On the way to work I heard a woman caller to a radio station respond to the question, “What have your children taught you?” She shared the story of her two daughters, one 4 months and one 19 months old. When the younger one was crying, the older one tried to comfort her by calling out her name and making cooing noises. When that didn’t work she went to the crib, took the pacifier out of her own mouth and plopped it into the mouth of her baby sister.
The mom said she learned that sometimes words are not enough when it comes to comforting someone. Sometimes it required a personal touch, real presence.

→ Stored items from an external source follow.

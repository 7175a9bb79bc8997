//! Requests delegated to the editor client.
//!
//! Code and markup services live in the client, which owns the projected documents.
//! The server forwards positions in projection coordinates through custom JSON-RPC
//! requests and receives edits in the same coordinates.

use serde::{Deserialize, Serialize};
use serde_json::Value;
use tower_lsp::lsp_types::request::Request;
use tower_lsp::lsp_types::{
    CompletionContext, CompletionItem, FormattingOptions, InsertTextFormat,
    Position, TextDocumentIdentifier, TextEdit,
};
use tower_lsp::Client;

use crate::document::Language;
use crate::error::{FormatError, FormatResult};

#[derive(Debug, Clone, PartialEq, Serialize, Deserialize)]
#[serde(rename_all = "camelCase")]
pub struct DelegatedOnAutoInsertParams {
    pub text_document: TextDocumentIdentifier,
    pub version: i32,
    pub language: Language,
    pub projected_position: Position,
    pub character: String,
    pub options: FormattingOptions,
}

/// An edit in projection coordinates.
#[derive(Debug, Clone, PartialEq, Serialize, Deserialize)]
#[serde(rename_all = "camelCase")]
pub struct DelegatedEdit {
    pub edit: TextEdit,
    pub format: InsertTextFormat,
}

#[derive(Debug, Clone, PartialEq, Serialize, Deserialize)]
#[serde(rename_all = "camelCase")]
pub struct DelegatedCompletionParams {
    pub text_document: TextDocumentIdentifier,
    pub version: i32,
    pub language: Language,
    pub projected_position: Position,
    #[serde(skip_serializing_if = "Option::is_none")]
    pub context: Option<CompletionContext>,
}

/// A completion list in projection coordinates.
///
/// `data` applies to every item that carries none of its own.
#[derive(Debug, Clone, Default, PartialEq, Serialize, Deserialize)]
#[serde(rename_all = "camelCase")]
pub struct DelegatedCompletionList {
    pub is_incomplete: bool,
    pub items: Vec<CompletionItem>,
    #[serde(default, skip_serializing_if = "Option::is_none")]
    pub data: Option<Value>,
}

#[derive(Debug, Clone, PartialEq, Serialize, Deserialize)]
#[serde(rename_all = "camelCase")]
pub struct DelegatedCompletionResolveParams {
    pub text_document: TextDocumentIdentifier,
    pub language: Language,
    pub item: CompletionItem,
}

pub enum DelegatedOnAutoInsert {}

impl Request for DelegatedOnAutoInsert {
    type Params = DelegatedOnAutoInsertParams;
    type Result = Option<DelegatedEdit>;
    const METHOD: &'static str = "tmpl/delegatedOnAutoInsert";
}

pub enum DelegatedCompletion {}

impl Request for DelegatedCompletion {
    type Params = DelegatedCompletionParams;
    type Result = Option<DelegatedCompletionList>;
    const METHOD: &'static str = "tmpl/delegatedCompletion";
}

pub enum DelegatedCompletionResolve {}

impl Request for DelegatedCompletionResolve {
    type Params = DelegatedCompletionResolveParams;
    type Result = CompletionItem;
    const METHOD: &'static str = "tmpl/delegatedCompletionResolve";
}

/// Asks the client for the formatting options of a document.
pub enum FormattingOptionsRequest {}

impl Request for FormattingOptionsRequest {
    type Params = TextDocumentIdentifier;
    type Result = Option<FormattingOptions>;
    const METHOD: &'static str = "tmpl/formattingOptions";
}

/// Language services reached through the client.
#[tower_lsp::async_trait]
pub trait DelegatedFormatter: Send + Sync {
    async fn on_auto_insert(
        &self,
        params: DelegatedOnAutoInsertParams,
    ) -> FormatResult<Option<DelegatedEdit>>;

    async fn completion(
        &self,
        params: DelegatedCompletionParams,
    ) -> FormatResult<Option<DelegatedCompletionList>>;

    async fn resolve_completion(
        &self,
        params: DelegatedCompletionResolveParams,
    ) -> FormatResult<CompletionItem>;

    async fn formatting_options(
        &self,
        document: TextDocumentIdentifier,
    ) -> FormatResult<Option<FormattingOptions>>;
}

/// [`DelegatedFormatter`] backed by custom requests to the connected client.
#[derive(Debug, Clone)]
pub struct ClientDelegate {
    client: Client,
}

impl ClientDelegate {
    pub fn new(client: Client) -> Self {
        Self { client }
    }

    async fn send<R: Request>(&self, params: R::Params) -> FormatResult<R::Result> {
        tracing::debug!(method = R::METHOD, "delegating request to client");
        self.client
            .send_request::<R>(params)
            .await
            .map_err(|e| FormatError::Delegate(format!("{}: {e}", R::METHOD)))
    }
}

#[tower_lsp::async_trait]
impl DelegatedFormatter for ClientDelegate {
    async fn on_auto_insert(
        &self,
        params: DelegatedOnAutoInsertParams,
    ) -> FormatResult<Option<DelegatedEdit>> {
        self.send::<DelegatedOnAutoInsert>(params).await
    }

    async fn completion(
        &self,
        params: DelegatedCompletionParams,
    ) -> FormatResult<Option<DelegatedCompletionList>> {
        self.send::<DelegatedCompletion>(params).await
    }

    async fn resolve_completion(
        &self,
        params: DelegatedCompletionResolveParams,
    ) -> FormatResult<CompletionItem> {
        self.send::<DelegatedCompletionResolve>(params).await
    }

    async fn formatting_options(
        &self,
        document: TextDocumentIdentifier,
    ) -> FormatResult<Option<FormattingOptions>> {
        self.send::<FormattingOptionsRequest>(document).await
    }
}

The radio announcer said the story reminded him of mother’s spit, a reference most moms would recognize immediately. Whether I was a toddler, teen or know-it-all mother of my own children, my mom wouldn’t hesitate to use one of the chief weapons in a mom’s arsenal of kid care – spit. And though I grimaced and squirmed and pulled away each time, I relied on the same tool myself as a mom of often dirty, scratched, bleeding or bitten sons.

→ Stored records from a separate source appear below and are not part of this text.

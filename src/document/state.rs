//! Document state management for the template language server.

use std::sync::Arc;

use dashmap::DashMap;
use tower_lsp::lsp_types::Url;

use crate::template::{CodeDocument, EngineError, TemplateEngine};

use super::text::LineIndex;

/// One processed version of an open document.
#[derive(Debug, Clone)]
pub struct DocumentSnapshot {
    /// Engine output for this version.
    pub document: Arc<CodeDocument>,
    /// Pre-computed line index for position conversion.
    pub line_index: LineIndex,
    /// Document version from the client.
    pub version: i32,
}

impl DocumentSnapshot {
    pub fn new(document: CodeDocument, version: i32) -> Self {
        let line_index = LineIndex::new(document.source.clone());
        Self {
            document: Arc::new(document),
            line_index,
            version,
        }
    }

    pub fn source(&self) -> &str {
        &self.document.source
    }
}

/// Thread-safe storage for open documents.
#[derive(Debug, Default)]
pub struct DocumentStore {
    documents: DashMap<Url, Arc<DocumentSnapshot>>,
}

impl DocumentStore {
    /// Create a new empty document store.
    pub fn new() -> Self {
        Self::default()
    }

    /// Process a document through the engine and store the result.
    ///
    /// The engine runs before the map is touched, so no shard lock is held across
    /// the await. A snapshot older than the stored one is returned but not stored.
    pub async fn open(
        &self,
        engine: &dyn TemplateEngine,
        uri: Url,
        source: String,
        version: i32,
    ) -> Result<Arc<DocumentSnapshot>, EngineError> {
        let document = engine.process(source).await?;
        let snapshot = Arc::new(DocumentSnapshot::new(document, version));

        match self.documents.entry(uri) {
            dashmap::mapref::entry::Entry::Occupied(mut entry) => {
                if entry.get().version > version {
                    tracing::debug!(
                        stored = entry.get().version,
                        version,
                        "ignoring stale document version"
                    );
                } else {
                    entry.insert(Arc::clone(&snapshot));
                }
            }
            dashmap::mapref::entry::Entry::Vacant(entry) => {
                entry.insert(Arc::clone(&snapshot));
            }
        }
        Ok(snapshot)
    }

    /// Close a document.
    pub fn close(&self, uri: &Url) {
        self.documents.remove(uri);
    }

    /// Get a document's state.
    pub fn get(&self, uri: &Url) -> Option<Arc<DocumentSnapshot>> {
        self.documents.get(uri).map(|r| Arc::clone(&r))
    }
}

Mom’s spit is a healing, cleansing balm, intended as a course of care, contrary to the insulting practice of spitting on someone.
Spit works. Jesus knew it, and it wouldn’t be surprising if he learned it from his mother, Mary. So when two blind men, and a third with a speech impediment, need healing, Jesus uses divine spit to release the men from their disabilities – a personal, intimate touch to be sure.
Theologians are likely to interpret the story with more exacting attention to doctrine and prevailing customs of Jesus’ time, but for me, it’s enough to remember the miracle of spit – and the power of love made known through a mother’s caring, albeit sloppy, touch.